I’m deciding to do that again, with the desired outcome of increasing my joy. 


Some days I will only list one thing. Other days, several things.


I need to develop an attitude of gratitude and learn to be aware of all the thousands of things that I have to be grateful for--big things, small things. 


BECOME MORE AWARE.


Today I am thankful for the awareness that I am “back on track” with my favorite hobby, watercolor art. It has been a bit of a challenge, after taking a break through November and December. I am now able to move forward, and although I always know that I need to improve--a lot--I do allow myself to enjoy feeling good about a piece that I have completed.


Yesterday and today I was able to follow along with a tutorial by Louise de Masi to complete this sweet little giraffe. 


So, I’m thankful for this today.



#gratitudebringsjoy #attitudeofgratitude #keepajournal #joy #gratitude #watercolorpractice #watercolorgiraffe

Saturday, February 4, 2023

Two Paintings and an Encouraging Word

Having a bit of a hard time getting back into the comfortable feel of painting where I was before the long break over the holidays. I am not particularly proud of either of these two pieces, but I share them in the interest of being accountable. 
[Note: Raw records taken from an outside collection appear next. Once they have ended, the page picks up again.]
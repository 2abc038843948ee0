use crate::types::Changes;
use std::collections::HashMap;
use std::hash::Hash;
use std::marker::PhantomData;

/// key -> every entry carrying that key (duplicates are kept, not counted)
fn index_by<'a, T, K, F>(ts: &'a [T], to_key: &F) -> HashMap<K, Vec<&'a T>>
where
    K: Eq + Hash,
    F: Fn(&T) -> K,
{
    let mut index: HashMap<K, Vec<&T>> = HashMap::with_capacity(ts.len());
    for t in ts {
        index.entry(to_key(t)).or_default().push(t);
    }
    index
}

/// Diff 2 listings by key.
///
/// An entry of `prev` is deleted iff no entry of `next` has its key, and an
/// entry of `next` is added iff no entry of `prev` has its key. Multiplicity is
/// ignored: one match on the other side is enough, and duplicates without any
/// match are each reported.
pub fn diff_list<T, K, F>(prev: &[T], next: &[T], to_key: F) -> Changes<T>
where
    T: Clone,
    K: Eq + Hash,
    F: Fn(&T) -> K,
{
    let prev_index = index_by(prev, &to_key);
    let next_index = index_by(next, &to_key);

    let deleted = prev
        .iter()
        .filter(|t| !next_index.contains_key(&to_key(*t)))
        .cloned()
        .collect();

    let added = next
        .iter()
        .filter(|t| !prev_index.contains_key(&to_key(*t)))
        .cloned()
        .collect();

    Changes { added, deleted }
}

/// Iterator adapter returned by [`differential`].
pub struct Differential<I, T, K, F> {
    source: I,
    prev: Vec<T>,
    to_key: F,
    _key: PhantomData<fn() -> K>,
}

/// Turn a (possibly endless) sequence of snapshots into one `Changes` per
/// consecutive pair, starting from an implicit empty snapshot so the first
/// real listing comes out entirely as `added`.
///
/// Each call to `next` pulls exactly one snapshot from `source`. A source
/// error is passed through and leaves the previous snapshot in place.
pub fn differential<I, T, K, E, F>(snapshots: I, to_key: F) -> Differential<I::IntoIter, T, K, F>
where
    I: IntoIterator<Item = Result<Vec<T>, E>>,
    T: Clone,
    K: Eq + Hash,
    F: Fn(&T) -> K,
{
    Differential {
        source: snapshots.into_iter(),
        prev: Vec::new(),
        to_key,
        _key: PhantomData,
    }
}

impl<I, T, K, E, F> Iterator for Differential<I, T, K, F>
where
    I: Iterator<Item = Result<Vec<T>, E>>,
    T: Clone,
    K: Eq + Hash,
    F: Fn(&T) -> K,
{
    type Item = Result<Changes<T>, E>;

    fn next(&mut self) -> Option<Self::Item> {
        let next = match self.source.next()? {
            Ok(snapshot) => snapshot,
            Err(e) => return Some(Err(e)),
        };

        let changes = diff_list(&self.prev, &next, &self.to_key);
        self.prev = next;
        Some(Ok(changes))
    }
}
This is one of my favorite verses. I have likely posted it before (and will again). It feels like a promise to me. If it’s not a literal promise, I can for sure say that it is encouraging to me. 


The righteous thrive like a palm tree and grow like a cedar tree in Lebanon. Planted in the house of the Lord, they thrive in the courts of our God. They will still bear fruit in old age, healthy and green, to declare, “The Lord is just; he is my rock, and there is no unrighteousness in him.””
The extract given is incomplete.